Look through the lines below, find those with the word "left", and copy them.

EXTRACTED RECORDS -
⟨

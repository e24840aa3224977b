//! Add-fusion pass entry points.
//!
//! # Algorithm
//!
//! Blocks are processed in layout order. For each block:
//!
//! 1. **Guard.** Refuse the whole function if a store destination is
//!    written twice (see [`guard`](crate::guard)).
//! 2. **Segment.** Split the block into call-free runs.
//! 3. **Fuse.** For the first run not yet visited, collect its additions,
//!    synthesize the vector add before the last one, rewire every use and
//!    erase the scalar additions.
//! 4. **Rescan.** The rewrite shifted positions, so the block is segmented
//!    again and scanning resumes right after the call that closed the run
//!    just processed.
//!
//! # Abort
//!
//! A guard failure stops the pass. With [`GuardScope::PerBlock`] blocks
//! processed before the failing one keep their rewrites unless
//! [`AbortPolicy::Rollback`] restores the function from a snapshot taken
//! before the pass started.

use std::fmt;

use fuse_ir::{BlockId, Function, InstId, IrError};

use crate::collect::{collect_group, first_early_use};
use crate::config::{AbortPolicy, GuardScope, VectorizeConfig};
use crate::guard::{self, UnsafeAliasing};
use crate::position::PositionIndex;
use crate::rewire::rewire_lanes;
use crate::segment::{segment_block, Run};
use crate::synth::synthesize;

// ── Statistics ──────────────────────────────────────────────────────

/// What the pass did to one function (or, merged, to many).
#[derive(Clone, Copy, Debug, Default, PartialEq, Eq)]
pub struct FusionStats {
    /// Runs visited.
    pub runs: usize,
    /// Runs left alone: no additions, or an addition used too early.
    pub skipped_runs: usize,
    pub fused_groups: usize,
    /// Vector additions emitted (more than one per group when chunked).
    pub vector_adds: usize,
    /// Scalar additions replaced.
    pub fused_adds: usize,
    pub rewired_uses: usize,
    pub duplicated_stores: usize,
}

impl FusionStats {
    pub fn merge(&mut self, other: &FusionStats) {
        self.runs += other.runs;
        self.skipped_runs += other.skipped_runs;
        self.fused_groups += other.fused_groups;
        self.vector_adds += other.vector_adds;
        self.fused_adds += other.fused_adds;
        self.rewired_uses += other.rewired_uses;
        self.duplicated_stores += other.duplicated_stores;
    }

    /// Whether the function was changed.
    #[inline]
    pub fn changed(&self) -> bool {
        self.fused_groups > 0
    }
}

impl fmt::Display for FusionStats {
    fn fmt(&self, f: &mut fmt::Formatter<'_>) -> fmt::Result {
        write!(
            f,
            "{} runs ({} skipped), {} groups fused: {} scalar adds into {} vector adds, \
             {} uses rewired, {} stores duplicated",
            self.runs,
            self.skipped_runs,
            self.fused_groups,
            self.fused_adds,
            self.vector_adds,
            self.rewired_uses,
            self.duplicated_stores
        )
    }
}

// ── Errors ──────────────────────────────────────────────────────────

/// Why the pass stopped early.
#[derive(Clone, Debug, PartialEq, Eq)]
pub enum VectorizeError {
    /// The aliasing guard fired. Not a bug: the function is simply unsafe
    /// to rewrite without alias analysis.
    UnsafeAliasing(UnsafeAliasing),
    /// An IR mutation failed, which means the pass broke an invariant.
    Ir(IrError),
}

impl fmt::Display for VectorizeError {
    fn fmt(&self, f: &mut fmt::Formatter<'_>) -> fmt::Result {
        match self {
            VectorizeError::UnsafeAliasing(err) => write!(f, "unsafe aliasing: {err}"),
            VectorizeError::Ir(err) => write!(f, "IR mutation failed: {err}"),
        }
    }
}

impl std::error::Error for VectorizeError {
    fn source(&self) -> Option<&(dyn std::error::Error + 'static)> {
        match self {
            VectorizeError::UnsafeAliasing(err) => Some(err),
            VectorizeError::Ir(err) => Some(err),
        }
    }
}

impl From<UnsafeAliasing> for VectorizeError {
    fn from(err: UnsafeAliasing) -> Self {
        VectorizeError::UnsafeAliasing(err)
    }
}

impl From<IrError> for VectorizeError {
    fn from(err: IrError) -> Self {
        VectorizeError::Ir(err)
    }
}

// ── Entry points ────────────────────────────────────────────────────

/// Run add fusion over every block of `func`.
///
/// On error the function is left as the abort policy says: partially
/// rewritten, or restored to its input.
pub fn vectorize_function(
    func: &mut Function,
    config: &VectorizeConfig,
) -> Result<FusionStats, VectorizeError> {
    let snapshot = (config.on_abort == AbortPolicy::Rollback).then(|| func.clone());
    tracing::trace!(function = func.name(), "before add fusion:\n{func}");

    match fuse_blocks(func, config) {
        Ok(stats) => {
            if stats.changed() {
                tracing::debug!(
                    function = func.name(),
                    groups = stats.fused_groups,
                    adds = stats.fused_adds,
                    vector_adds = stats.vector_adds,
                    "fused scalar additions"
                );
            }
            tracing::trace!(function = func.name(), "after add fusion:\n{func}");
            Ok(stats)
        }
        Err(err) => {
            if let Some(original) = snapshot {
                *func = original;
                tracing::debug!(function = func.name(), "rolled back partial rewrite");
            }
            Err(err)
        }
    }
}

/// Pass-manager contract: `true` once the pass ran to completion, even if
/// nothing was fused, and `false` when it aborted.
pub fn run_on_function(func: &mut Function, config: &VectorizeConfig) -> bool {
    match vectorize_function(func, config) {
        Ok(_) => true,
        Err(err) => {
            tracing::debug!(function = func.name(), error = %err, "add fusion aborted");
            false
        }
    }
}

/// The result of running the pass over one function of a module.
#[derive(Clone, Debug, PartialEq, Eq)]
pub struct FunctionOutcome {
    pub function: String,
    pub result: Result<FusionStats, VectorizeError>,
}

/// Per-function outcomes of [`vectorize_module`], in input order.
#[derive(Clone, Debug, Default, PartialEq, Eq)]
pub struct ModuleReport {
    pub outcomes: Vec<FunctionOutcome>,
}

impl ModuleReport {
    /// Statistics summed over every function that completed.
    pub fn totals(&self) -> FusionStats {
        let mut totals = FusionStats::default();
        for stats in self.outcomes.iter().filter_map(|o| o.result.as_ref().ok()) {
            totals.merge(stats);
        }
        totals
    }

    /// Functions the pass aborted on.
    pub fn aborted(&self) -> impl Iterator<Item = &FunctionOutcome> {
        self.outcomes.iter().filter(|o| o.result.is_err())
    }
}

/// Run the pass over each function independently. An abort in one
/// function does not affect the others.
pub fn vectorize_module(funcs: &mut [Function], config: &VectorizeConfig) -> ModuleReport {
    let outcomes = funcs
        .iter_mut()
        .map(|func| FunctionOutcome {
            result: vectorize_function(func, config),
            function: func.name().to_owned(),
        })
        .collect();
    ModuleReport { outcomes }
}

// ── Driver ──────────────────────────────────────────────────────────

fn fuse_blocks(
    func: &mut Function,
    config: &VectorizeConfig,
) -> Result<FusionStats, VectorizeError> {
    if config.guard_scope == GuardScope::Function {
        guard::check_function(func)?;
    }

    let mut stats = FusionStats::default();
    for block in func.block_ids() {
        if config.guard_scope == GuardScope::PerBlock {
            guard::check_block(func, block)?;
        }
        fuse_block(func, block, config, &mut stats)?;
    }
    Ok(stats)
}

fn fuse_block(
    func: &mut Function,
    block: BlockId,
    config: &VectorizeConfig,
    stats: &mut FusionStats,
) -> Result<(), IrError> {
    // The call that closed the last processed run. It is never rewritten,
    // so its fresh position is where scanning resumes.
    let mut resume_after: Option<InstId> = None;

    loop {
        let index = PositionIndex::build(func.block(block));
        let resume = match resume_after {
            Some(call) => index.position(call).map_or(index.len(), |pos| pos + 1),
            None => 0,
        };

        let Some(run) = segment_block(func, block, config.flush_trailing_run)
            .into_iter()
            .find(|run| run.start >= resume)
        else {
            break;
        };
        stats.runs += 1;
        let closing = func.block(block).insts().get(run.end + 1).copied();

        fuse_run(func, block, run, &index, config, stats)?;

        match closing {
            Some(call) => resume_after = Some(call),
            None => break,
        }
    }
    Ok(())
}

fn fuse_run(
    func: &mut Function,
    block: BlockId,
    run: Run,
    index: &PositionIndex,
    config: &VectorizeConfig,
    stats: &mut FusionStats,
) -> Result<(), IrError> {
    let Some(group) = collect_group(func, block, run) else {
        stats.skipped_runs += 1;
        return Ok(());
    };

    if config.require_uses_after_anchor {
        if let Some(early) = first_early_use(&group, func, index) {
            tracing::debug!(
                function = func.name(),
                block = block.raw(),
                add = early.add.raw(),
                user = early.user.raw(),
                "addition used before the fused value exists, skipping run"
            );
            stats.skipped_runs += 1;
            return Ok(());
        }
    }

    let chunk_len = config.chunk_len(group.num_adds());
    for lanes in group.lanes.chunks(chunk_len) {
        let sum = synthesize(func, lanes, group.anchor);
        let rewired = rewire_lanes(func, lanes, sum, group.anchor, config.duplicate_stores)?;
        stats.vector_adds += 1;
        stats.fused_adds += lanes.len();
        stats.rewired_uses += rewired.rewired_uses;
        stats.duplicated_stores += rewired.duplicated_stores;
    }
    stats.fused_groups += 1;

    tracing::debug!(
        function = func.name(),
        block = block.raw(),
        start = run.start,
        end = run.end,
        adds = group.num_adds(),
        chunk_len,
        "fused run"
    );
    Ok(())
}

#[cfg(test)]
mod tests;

⟩

COMPLETED TASK -
    /// Runs left alone: no additions, or an addition used too early.
/// On error the function is left as the abort policy says: partially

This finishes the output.